Recorded data >>
********

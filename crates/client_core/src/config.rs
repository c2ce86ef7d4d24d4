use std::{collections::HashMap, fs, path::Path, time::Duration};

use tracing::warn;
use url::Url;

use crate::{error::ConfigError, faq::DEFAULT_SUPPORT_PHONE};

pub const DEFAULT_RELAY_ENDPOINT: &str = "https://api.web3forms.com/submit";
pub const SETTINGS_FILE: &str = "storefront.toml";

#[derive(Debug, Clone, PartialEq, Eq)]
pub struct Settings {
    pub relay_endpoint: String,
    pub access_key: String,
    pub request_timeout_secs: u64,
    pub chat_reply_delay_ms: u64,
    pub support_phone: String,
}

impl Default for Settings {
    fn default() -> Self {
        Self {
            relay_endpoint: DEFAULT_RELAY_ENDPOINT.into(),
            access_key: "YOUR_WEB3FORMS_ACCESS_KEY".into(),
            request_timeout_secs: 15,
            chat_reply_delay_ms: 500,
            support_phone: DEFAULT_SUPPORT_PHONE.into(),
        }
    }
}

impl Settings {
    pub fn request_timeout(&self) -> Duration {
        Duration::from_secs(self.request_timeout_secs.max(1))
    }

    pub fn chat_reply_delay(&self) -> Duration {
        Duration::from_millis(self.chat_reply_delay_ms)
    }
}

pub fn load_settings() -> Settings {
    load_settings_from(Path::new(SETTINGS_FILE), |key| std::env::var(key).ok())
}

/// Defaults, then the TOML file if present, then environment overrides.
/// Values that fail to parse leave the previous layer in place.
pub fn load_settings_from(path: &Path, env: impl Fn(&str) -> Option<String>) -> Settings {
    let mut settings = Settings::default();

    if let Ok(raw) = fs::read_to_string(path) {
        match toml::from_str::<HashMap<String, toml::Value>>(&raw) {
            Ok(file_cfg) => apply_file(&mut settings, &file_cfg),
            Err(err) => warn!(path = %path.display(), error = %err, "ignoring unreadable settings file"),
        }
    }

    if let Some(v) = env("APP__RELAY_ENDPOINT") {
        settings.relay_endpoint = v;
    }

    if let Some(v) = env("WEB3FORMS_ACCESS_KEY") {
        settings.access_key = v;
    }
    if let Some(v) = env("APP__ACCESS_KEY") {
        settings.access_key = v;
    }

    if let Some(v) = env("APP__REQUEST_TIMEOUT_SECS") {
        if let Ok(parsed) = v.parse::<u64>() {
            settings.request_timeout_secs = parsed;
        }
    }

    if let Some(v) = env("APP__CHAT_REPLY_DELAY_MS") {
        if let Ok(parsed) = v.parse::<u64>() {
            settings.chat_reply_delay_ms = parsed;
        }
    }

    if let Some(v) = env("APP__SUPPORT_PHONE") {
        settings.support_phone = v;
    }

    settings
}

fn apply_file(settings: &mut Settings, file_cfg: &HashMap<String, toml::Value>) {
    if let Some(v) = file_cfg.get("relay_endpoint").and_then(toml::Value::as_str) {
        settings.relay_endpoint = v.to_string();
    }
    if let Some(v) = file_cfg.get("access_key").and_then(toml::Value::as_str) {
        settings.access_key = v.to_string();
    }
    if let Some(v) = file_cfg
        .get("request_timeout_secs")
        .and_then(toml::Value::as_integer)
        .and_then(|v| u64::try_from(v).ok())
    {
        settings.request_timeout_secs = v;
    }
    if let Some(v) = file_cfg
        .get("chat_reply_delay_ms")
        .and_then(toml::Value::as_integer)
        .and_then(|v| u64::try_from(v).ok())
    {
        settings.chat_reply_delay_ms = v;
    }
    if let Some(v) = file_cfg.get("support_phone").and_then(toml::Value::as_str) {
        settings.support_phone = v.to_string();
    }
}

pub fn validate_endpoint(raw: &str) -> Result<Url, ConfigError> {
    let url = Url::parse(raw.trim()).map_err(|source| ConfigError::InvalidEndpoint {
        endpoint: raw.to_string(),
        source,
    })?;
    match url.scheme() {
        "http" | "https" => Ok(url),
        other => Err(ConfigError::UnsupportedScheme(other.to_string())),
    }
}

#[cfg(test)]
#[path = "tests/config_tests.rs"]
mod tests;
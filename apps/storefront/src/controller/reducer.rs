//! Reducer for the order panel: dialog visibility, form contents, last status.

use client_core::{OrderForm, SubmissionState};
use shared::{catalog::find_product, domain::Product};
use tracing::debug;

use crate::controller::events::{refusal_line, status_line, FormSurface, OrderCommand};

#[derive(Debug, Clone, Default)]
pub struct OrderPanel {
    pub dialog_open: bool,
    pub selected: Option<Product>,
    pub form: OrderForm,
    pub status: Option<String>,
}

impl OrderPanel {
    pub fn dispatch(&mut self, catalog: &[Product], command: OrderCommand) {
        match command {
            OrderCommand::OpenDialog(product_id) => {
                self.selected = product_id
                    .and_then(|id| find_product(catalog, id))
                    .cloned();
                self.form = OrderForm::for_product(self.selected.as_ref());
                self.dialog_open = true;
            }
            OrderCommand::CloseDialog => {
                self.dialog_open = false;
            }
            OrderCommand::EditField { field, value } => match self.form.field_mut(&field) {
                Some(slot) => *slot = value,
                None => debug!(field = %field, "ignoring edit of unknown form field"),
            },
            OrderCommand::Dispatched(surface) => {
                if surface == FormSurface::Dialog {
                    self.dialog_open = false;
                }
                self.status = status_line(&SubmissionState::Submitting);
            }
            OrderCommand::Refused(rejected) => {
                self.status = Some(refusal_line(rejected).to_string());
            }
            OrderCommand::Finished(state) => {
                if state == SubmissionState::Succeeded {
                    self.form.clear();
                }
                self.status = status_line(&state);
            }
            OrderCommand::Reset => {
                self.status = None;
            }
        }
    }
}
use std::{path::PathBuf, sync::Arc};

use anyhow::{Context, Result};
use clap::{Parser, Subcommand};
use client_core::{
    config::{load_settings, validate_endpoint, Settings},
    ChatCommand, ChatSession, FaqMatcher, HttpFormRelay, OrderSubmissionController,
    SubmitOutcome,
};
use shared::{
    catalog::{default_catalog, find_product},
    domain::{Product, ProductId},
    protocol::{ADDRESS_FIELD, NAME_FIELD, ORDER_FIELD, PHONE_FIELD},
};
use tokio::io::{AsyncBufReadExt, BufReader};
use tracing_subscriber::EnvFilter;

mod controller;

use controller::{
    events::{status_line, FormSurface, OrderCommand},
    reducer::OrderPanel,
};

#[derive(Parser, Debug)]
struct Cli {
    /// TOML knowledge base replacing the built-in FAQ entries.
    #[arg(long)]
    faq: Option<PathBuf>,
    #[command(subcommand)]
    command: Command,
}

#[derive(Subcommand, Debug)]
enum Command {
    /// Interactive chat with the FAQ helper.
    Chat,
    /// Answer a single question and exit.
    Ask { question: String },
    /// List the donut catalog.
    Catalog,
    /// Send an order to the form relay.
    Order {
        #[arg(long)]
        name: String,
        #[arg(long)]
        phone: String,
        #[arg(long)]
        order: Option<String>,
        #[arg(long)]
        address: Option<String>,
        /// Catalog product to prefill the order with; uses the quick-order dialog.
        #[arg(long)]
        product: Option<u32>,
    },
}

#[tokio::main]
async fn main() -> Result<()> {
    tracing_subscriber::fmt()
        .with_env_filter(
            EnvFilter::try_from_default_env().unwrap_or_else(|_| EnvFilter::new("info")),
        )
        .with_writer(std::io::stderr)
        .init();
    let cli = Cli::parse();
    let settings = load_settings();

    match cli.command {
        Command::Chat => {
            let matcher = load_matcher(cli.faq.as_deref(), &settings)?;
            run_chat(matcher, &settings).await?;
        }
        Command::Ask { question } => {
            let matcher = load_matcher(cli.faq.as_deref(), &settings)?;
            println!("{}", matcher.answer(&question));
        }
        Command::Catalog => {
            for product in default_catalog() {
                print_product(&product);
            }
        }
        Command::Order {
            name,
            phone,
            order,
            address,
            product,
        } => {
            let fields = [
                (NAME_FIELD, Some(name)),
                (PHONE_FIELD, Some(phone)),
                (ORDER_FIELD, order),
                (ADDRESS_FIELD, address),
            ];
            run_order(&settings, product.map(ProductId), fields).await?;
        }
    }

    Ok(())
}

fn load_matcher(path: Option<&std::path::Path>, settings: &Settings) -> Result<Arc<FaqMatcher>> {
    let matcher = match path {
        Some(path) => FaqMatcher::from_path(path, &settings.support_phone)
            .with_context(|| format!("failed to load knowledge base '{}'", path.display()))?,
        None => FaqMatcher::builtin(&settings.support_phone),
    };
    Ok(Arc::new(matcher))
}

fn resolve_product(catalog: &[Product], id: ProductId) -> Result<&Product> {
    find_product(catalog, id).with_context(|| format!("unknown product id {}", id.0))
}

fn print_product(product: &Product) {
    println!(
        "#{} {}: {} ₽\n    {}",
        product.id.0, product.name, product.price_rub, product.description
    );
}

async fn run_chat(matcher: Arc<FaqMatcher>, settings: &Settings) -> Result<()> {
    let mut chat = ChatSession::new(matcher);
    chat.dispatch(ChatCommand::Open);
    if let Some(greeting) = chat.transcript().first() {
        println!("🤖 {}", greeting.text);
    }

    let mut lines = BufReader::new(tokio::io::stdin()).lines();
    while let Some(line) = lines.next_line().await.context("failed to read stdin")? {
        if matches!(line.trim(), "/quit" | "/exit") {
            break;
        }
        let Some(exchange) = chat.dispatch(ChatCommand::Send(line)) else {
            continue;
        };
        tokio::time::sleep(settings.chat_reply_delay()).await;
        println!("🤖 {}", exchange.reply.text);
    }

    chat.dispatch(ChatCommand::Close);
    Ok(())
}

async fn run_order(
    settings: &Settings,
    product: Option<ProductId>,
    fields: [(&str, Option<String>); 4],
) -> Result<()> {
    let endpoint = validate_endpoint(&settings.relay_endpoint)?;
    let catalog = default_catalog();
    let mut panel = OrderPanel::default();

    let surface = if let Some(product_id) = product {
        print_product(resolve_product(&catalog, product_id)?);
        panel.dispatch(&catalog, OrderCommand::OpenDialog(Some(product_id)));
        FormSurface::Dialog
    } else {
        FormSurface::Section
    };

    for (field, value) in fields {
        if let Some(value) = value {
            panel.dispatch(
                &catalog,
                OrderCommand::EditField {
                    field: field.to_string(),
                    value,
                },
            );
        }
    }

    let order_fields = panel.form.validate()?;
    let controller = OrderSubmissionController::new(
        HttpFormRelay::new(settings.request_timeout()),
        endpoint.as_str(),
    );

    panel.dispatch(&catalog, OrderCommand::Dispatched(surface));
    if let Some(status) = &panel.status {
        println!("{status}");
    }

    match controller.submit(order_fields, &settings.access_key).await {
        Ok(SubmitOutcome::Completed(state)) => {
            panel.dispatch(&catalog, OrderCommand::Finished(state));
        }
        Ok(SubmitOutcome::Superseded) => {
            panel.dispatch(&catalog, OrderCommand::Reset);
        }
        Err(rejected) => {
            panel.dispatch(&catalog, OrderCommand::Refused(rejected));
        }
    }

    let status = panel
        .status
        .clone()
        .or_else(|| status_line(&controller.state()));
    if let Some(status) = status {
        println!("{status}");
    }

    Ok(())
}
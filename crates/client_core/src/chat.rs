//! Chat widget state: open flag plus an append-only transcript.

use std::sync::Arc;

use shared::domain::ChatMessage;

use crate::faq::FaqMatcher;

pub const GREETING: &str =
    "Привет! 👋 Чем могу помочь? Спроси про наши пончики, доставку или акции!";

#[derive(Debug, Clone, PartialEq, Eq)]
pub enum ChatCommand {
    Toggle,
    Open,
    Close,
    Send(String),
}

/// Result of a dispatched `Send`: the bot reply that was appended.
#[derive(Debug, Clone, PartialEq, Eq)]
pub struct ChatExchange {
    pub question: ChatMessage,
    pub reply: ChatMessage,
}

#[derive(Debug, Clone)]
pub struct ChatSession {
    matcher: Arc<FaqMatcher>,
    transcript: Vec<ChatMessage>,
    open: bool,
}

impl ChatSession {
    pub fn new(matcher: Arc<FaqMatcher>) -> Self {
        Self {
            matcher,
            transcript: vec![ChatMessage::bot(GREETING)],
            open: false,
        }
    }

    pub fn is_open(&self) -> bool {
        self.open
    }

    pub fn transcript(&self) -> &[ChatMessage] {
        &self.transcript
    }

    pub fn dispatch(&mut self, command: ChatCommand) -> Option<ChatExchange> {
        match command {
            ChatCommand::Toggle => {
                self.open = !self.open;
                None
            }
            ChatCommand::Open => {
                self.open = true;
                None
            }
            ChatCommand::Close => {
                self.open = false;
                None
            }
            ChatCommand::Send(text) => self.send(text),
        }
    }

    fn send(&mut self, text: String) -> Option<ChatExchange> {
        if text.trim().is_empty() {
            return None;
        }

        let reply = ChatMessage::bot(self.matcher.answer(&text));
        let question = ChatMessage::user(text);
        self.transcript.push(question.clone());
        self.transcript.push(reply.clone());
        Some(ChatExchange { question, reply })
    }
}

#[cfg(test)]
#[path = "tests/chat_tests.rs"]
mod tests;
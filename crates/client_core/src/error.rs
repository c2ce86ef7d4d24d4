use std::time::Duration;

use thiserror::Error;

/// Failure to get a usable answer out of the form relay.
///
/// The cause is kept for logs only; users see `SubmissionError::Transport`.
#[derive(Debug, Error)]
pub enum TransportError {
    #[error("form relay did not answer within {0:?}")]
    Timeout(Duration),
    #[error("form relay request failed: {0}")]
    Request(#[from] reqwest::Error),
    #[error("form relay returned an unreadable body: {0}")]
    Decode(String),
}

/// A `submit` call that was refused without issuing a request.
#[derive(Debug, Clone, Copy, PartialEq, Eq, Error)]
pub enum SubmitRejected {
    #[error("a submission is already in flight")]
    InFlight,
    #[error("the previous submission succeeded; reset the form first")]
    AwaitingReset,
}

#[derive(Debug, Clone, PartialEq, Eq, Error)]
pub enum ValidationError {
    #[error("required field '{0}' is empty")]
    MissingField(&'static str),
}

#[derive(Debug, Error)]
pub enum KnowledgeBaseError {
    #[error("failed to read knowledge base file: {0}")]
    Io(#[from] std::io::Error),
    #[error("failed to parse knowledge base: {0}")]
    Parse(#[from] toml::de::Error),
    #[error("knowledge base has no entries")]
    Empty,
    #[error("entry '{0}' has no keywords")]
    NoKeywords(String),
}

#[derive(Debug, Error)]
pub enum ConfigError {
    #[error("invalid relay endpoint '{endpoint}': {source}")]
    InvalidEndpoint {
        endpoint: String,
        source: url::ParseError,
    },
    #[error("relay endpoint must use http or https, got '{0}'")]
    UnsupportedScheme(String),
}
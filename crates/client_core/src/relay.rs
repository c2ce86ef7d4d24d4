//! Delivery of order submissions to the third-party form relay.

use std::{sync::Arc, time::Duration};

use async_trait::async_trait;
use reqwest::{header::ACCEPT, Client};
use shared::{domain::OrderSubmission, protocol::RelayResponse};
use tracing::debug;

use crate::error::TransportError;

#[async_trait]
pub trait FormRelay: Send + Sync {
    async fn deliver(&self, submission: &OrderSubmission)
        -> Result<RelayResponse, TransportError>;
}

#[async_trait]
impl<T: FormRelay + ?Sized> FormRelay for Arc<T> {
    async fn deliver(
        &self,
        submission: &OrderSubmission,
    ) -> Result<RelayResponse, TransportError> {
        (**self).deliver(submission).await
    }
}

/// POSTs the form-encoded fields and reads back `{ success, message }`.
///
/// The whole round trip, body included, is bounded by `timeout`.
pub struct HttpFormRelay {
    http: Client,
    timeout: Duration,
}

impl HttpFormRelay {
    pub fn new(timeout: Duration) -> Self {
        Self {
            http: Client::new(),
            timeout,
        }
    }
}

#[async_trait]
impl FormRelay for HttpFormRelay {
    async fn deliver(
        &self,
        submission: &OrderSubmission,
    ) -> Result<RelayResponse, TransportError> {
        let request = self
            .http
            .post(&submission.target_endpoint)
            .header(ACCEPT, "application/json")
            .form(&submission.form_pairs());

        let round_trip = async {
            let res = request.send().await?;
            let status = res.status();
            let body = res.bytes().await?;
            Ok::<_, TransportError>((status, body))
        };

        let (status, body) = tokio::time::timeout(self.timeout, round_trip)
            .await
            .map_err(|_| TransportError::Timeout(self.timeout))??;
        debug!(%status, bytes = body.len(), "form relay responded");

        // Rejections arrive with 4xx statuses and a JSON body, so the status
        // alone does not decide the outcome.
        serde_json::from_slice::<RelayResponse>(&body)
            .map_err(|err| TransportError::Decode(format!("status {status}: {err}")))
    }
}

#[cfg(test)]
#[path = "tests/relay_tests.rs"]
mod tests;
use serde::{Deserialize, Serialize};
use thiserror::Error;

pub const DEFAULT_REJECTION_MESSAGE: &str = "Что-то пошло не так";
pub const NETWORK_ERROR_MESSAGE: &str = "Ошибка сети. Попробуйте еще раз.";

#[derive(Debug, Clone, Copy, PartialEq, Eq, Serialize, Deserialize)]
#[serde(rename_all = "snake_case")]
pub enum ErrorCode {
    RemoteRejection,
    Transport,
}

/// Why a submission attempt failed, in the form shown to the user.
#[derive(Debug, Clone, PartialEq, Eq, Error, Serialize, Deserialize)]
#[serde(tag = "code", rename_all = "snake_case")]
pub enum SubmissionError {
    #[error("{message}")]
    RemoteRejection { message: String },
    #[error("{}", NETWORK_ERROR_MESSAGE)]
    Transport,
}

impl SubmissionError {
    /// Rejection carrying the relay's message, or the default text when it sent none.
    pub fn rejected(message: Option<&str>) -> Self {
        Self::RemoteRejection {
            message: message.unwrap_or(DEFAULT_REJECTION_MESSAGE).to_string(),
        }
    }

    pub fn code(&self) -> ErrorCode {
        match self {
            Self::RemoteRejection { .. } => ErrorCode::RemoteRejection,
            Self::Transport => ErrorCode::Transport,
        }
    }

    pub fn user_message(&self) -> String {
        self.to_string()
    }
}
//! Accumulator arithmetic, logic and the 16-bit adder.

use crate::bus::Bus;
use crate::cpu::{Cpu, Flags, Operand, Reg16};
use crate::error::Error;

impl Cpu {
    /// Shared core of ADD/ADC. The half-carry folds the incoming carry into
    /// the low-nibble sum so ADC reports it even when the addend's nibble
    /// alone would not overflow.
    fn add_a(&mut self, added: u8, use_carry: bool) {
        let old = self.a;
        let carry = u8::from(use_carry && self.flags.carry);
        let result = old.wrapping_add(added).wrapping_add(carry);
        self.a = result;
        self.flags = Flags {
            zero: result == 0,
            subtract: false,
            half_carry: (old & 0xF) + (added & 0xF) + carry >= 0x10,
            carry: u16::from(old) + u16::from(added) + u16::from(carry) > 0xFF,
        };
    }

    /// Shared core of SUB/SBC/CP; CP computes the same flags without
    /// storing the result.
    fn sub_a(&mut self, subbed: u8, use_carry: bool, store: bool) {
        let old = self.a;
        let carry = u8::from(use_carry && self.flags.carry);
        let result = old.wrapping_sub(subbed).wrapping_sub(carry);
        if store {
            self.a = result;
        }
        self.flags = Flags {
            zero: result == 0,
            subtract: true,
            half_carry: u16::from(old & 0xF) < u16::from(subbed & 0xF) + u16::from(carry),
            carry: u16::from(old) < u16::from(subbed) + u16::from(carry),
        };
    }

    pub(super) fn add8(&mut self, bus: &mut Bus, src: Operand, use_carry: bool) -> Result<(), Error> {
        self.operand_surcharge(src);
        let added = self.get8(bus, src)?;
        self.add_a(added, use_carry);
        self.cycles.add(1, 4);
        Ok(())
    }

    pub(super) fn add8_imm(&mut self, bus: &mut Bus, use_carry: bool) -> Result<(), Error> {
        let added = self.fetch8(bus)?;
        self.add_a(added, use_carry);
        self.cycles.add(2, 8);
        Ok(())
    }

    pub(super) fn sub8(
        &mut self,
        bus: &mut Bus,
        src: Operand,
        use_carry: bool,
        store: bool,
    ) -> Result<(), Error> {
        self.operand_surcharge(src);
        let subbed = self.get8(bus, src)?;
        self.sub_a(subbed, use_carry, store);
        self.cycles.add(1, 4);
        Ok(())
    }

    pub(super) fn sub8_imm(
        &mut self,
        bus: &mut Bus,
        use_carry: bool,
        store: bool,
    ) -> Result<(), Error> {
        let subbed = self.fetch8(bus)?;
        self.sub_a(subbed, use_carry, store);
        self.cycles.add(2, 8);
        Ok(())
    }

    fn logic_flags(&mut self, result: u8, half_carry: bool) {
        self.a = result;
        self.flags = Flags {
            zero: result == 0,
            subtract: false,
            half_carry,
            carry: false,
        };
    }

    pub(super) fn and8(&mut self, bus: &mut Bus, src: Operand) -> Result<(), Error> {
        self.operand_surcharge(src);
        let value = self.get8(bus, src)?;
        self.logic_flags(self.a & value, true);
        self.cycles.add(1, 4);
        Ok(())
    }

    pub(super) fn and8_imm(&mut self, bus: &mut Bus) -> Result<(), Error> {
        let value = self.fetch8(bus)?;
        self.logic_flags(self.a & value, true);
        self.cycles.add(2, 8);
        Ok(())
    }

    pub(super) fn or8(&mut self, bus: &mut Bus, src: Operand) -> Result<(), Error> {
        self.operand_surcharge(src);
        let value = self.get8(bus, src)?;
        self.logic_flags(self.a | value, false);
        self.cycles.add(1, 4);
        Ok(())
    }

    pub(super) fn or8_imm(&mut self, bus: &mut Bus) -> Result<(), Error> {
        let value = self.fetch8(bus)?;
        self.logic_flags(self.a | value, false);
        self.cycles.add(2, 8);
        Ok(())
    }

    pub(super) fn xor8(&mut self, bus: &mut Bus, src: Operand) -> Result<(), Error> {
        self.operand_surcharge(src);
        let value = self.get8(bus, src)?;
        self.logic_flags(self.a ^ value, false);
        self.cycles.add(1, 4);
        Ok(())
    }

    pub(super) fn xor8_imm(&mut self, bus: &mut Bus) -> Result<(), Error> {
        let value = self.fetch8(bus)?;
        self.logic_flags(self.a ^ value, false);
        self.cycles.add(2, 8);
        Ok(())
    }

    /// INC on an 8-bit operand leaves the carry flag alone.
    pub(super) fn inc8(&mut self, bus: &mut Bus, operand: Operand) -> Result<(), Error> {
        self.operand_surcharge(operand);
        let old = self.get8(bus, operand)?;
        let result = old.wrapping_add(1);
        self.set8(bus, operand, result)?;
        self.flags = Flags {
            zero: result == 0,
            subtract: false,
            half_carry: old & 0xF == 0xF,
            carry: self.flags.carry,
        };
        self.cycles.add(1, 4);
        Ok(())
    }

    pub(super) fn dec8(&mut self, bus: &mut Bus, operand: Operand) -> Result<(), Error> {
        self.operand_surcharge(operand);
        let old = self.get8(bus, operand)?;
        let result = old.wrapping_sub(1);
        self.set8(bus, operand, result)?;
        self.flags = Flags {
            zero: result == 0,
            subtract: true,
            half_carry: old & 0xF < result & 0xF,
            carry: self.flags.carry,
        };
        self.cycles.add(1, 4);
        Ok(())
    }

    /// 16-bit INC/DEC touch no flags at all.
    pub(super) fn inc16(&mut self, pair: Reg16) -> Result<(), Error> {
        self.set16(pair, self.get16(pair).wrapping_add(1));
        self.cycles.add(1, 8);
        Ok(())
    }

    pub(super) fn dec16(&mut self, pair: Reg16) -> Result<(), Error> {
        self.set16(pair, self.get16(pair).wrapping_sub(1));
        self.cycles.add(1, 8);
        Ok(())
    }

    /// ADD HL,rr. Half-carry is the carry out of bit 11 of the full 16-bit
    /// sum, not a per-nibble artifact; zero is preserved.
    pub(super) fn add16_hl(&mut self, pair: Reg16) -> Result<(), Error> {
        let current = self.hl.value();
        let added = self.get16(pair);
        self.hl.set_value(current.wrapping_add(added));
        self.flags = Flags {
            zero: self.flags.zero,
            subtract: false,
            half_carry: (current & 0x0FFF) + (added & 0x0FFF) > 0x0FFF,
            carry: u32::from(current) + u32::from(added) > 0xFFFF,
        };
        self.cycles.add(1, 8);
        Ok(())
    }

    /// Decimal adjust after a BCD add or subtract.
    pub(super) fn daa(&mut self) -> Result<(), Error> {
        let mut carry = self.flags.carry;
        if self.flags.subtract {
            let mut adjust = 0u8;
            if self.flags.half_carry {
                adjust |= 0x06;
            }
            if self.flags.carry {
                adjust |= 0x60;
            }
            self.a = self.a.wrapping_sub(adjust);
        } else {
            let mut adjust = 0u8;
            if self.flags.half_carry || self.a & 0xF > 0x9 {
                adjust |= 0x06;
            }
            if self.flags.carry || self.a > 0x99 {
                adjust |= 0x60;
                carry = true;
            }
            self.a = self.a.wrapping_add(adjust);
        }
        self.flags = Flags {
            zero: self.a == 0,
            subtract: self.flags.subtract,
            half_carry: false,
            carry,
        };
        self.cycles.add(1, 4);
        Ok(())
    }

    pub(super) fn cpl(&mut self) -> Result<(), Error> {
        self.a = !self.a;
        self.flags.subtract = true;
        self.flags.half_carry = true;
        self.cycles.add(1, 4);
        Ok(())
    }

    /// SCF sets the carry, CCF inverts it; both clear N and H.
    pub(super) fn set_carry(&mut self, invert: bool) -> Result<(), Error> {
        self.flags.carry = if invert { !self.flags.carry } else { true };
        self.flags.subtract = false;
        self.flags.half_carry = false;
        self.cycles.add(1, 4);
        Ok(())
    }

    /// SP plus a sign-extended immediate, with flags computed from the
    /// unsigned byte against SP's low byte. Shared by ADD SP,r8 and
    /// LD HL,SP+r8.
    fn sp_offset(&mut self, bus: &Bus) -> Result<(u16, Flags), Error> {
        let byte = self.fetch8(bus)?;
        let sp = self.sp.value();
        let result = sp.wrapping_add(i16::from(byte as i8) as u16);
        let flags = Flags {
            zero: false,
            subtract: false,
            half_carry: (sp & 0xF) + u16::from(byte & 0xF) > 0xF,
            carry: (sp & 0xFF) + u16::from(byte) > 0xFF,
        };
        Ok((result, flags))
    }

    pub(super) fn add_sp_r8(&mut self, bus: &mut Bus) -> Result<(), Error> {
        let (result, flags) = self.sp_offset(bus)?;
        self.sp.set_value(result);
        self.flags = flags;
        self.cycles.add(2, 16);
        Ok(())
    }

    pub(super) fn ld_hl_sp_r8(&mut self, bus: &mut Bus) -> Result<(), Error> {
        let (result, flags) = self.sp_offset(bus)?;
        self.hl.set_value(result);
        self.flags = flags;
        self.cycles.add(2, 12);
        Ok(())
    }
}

********

Task item >>
Please tally every line of the entries that holds "TransportError" and answer with that figure alone.

Answer space >>
8